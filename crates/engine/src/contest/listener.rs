use crate::fanout::FanoutRegistry;
use courtside_domain::{Contest, ScoreState, ID};
use serde::Serialize;
use std::sync::Arc;
use tracing::error;

/// Lifecycle notification published by the contest ticker.
#[derive(Debug, Clone, Serialize)]
#[serde(tag = "kind", rename_all = "lowercase")]
pub enum ContestNotification {
    Started {
        contest_id: ID,
        title: String,
        owner_id: Option<ID>,
    },
    Updated {
        contest_id: ID,
        title: String,
        owner_id: Option<ID>,
        state: ScoreState,
    },
    Finished {
        contest_id: ID,
        title: String,
        owner_id: Option<ID>,
    },
}

impl ContestNotification {
    pub fn started(contest: &Contest) -> Self {
        ContestNotification::Started {
            contest_id: contest.id.clone(),
            title: contest.title.clone(),
            owner_id: contest.owner_id.clone(),
        }
    }

    pub fn updated(contest: &Contest, state: ScoreState) -> Self {
        ContestNotification::Updated {
            contest_id: contest.id.clone(),
            title: contest.title.clone(),
            owner_id: contest.owner_id.clone(),
            state,
        }
    }

    pub fn finished(contest: &Contest) -> Self {
        ContestNotification::Finished {
            contest_id: contest.id.clone(),
            title: contest.title.clone(),
            owner_id: contest.owner_id.clone(),
        }
    }

    fn owner_id(&self) -> Option<&ID> {
        match self {
            ContestNotification::Started { owner_id, .. }
            | ContestNotification::Updated { owner_id, .. }
            | ContestNotification::Finished { owner_id, .. } => owner_id.as_ref(),
        }
    }

    fn event_name(&self) -> &'static str {
        match self {
            ContestNotification::Started { .. } => "contest:start",
            ContestNotification::Updated { .. } => "contest:update",
            ContestNotification::Finished { .. } => "contest:finish",
        }
    }
}

/// Listener notified of every lifecycle notification a tick produces. The
/// listener set is fixed when the ticker is constructed.
#[async_trait::async_trait]
pub trait ContestListener: Send + Sync {
    async fn on_contest_event(&self, notification: &ContestNotification) -> anyhow::Result<()>;
}

/// Notifies every listener, containing failures per listener: one erroring
/// listener never affects the others or the tick that published the event.
pub async fn publish_to_listeners(
    listeners: &[Arc<dyn ContestListener>],
    notification: &ContestNotification,
) {
    for listener in listeners {
        if let Err(e) = listener.on_contest_event(notification).await {
            error!(
                "Contest listener failed on {}: {:?}",
                notification.event_name(),
                e
            );
        }
    }
}

/// Bridges ticker notifications onto the fanout registry: a notification
/// for an owned contest is emitted to the owner's open connections.
pub struct FanoutListener {
    registry: FanoutRegistry,
}

impl FanoutListener {
    pub fn new(registry: FanoutRegistry) -> Self {
        Self { registry }
    }
}

#[async_trait::async_trait]
impl ContestListener for FanoutListener {
    async fn on_contest_event(&self, notification: &ContestNotification) -> anyhow::Result<()> {
        let owner_id = match notification.owner_id() {
            Some(owner_id) => owner_id.clone(),
            // Contests without a watching owner have nobody to notify.
            None => return Ok(()),
        };
        let payload = serde_json::to_value(notification)?;
        self.registry
            .emit(&owner_id, notification.event_name(), payload);
        Ok(())
    }
}

#[cfg(test)]
mod tests {
    use super::*;
    use crate::fanout::{ConnectionSink, FanoutEvent};
    use courtside_domain::Sport;
    use std::sync::Mutex;

    #[derive(Default)]
    struct RecordingSink {
        received: Mutex<Vec<FanoutEvent>>,
    }

    impl ConnectionSink for RecordingSink {
        fn deliver(&self, event: &FanoutEvent) -> anyhow::Result<()> {
            self.received.lock().unwrap().push(event.clone());
            Ok(())
        }
    }

    #[tokio::test]
    async fn owned_contest_events_reach_the_owner_connections() {
        let registry = FanoutRegistry::new();
        let owner = ID::new();
        let sink = Arc::new(RecordingSink::default());
        registry.register(owner.clone(), ID::new(), sink.clone());

        let mut contest = Contest::new("Derby".into(), Sport::Football, 0, Some(90));
        contest.owner_id = Some(owner);
        let listener = FanoutListener::new(registry);

        listener
            .on_contest_event(&ContestNotification::started(&contest))
            .await
            .unwrap();

        let events = sink.received.lock().unwrap();
        assert_eq!(events.len(), 1);
        assert_eq!(events[0].event, "contest:start");
        assert_eq!(events[0].payload["title"], "Derby");
    }

    #[tokio::test]
    async fn unowned_contest_events_are_silently_dropped() {
        let registry = FanoutRegistry::new();
        let contest = Contest::new("Derby".into(), Sport::Football, 0, Some(90));
        let listener = FanoutListener::new(registry);

        let result = listener
            .on_contest_event(&ContestNotification::finished(&contest))
            .await;
        assert!(result.is_ok());
    }
}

+---+

## Exercise objective
The answer is every entry, repeated word for word.

## Result
filename crates/engine/src/contest/listener.rs
use crate::fanout::FanoutRegistry;
use courtside_domain::{Contest, ScoreState, ID};
use serde::Serialize;
use std::sync::Arc;
use tracing::error;

/// Lifecycle notification published by the contest ticker.
#[derive(Debug, Clone, Serialize)]
#[serde(tag = "kind", rename_all = "lowercase")]
pub enum ContestNotification {
    Started {
        contest_id: ID,
        title: String,
        owner_id: Option<ID>,
    },
    Updated {
        contest_id: ID,
        title: String,
        owner_id: Option<ID>,
        state: ScoreState,
    },
    Finished {
        contest_id: ID,
        title: String,
        owner_id: Option<ID>,
    },
}

impl ContestNotification {
    pub fn started(contest: &Contest) -> Self {
        ContestNotification::Started {
            contest_id: contest.id.clone(),
            title: contest.title.clone(),
            owner_id: contest.owner_id.clone(),
        }
    }

    pub fn updated(contest: &Contest, state: ScoreState) -> Self {
        ContestNotification::Updated {
            contest_id: contest.id.clone(),
            title: contest.title.clone(),
            owner_id: contest.owner_id.clone(),
            state,
        }
    }

    pub fn finished(contest: &Contest) -> Self {
        ContestNotification::Finished {
            contest_id: contest.id.clone(),
            title: contest.title.clone(),
            owner_id: contest.owner_id.clone(),
        }
    }

    fn owner_id(&self) -> Option<&ID> {
        match self {
            ContestNotification::Started { owner_id, .. }
            | ContestNotification::Updated { owner_id, .. }
            | ContestNotification::Finished { owner_id, .. } => owner_id.as_ref(),
        }
    }

    fn event_name(&self) -> &'static str {
        match self {
            ContestNotification::Started { .. } => "contest:start",
            ContestNotification::Updated { .. } => "contest:update",
            ContestNotification::Finished { .. } => "contest:finish",
        }
    }
}

/// Listener notified of every lifecycle notification a tick produces. The
/// listener set is fixed when the ticker is constructed.
#[async_trait::async_trait]
pub trait ContestListener: Send + Sync {
    async fn on_contest_event(&self, notification: &ContestNotification) -> anyhow::Result<()>;
}

/// Notifies every listener, containing failures per listener: one erroring
/// listener never affects the others or the tick that published the event.
pub async fn publish_to_listeners(
    listeners: &[Arc<dyn ContestListener>],
    notification: &ContestNotification,
) {
    for listener in listeners {
        if let Err(e) = listener.on_contest_event(notification).await {
            error!(
                "Contest listener failed on {}: {:?}",
                notification.event_name(),
                e
            );
        }
    }
}

/// Bridges ticker notifications onto the fanout registry: a notification
/// for an owned contest is emitted to the owner's open connections.
pub struct FanoutListener {
    registry: FanoutRegistry,
}

impl FanoutListener {
    pub fn new(registry: FanoutRegistry) -> Self {
        Self { registry }
    }
}

#[async_trait::async_trait]
impl ContestListener for FanoutListener {
    async fn on_contest_event(&self, notification: &ContestNotification) -> anyhow::Result<()> {
        let owner_id = match notification.owner_id() {
            Some(owner_id) => owner_id.clone(),
            // Contests without a watching owner have nobody to notify.
            None => return Ok(()),
        };
        let payload = serde_json::to_value(notification)?;
        self.registry
            .emit(&owner_id, notification.event_name(), payload);
        Ok(())
    }
}

#[cfg(test)]
mod tests {
    use super::*;
    use crate::fanout::{ConnectionSink, FanoutEvent};
    use courtside_domain::Sport;
    use std::sync::Mutex;

    #[derive(Default)]
    struct RecordingSink {
        received: Mutex<Vec<FanoutEvent>>,
    }

    impl ConnectionSink for RecordingSink {
        fn deliver(&self, event: &FanoutEvent) -> anyhow::Result<()> {
            self.received.lock().unwrap().push(event.clone());
            Ok(())
        }
    }

    #[tokio::test]
    async fn owned_contest_events_reach_the_owner_connections() {
        let registry = FanoutRegistry::new();
        let owner = ID::new();
        let sink = Arc::new(RecordingSink::default());
        registry.register(owner.clone(), ID::new(), sink.clone());

        let mut contest = Contest::new("Derby".into(), Sport::Football, 0, Some(90));
        contest.owner_id = Some(owner);
        let listener = FanoutListener::new(registry);

        listener
            .on_contest_event(&ContestNotification::started(&contest))
            .await
            .unwrap();

        let events = sink.received.lock().unwrap();
        assert_eq!(events.len(), 1);
        assert_eq!(events[0].event, "contest:start");
        assert_eq!(events[0].payload["title"], "Derby");
    }

    #[tokio::test]
    async fn unowned_contest_events_are_silently_dropped() {
        let registry = FanoutRegistry::new();
        let contest = Contest::new("Derby".into(), Sport::Football, 0, Some(90));
        let listener = FanoutListener::new(registry);

        let result = listener
            .on_contest_event(&ContestNotification::finished(&contest))
            .await;
        assert!(result.is_ok());
    }
}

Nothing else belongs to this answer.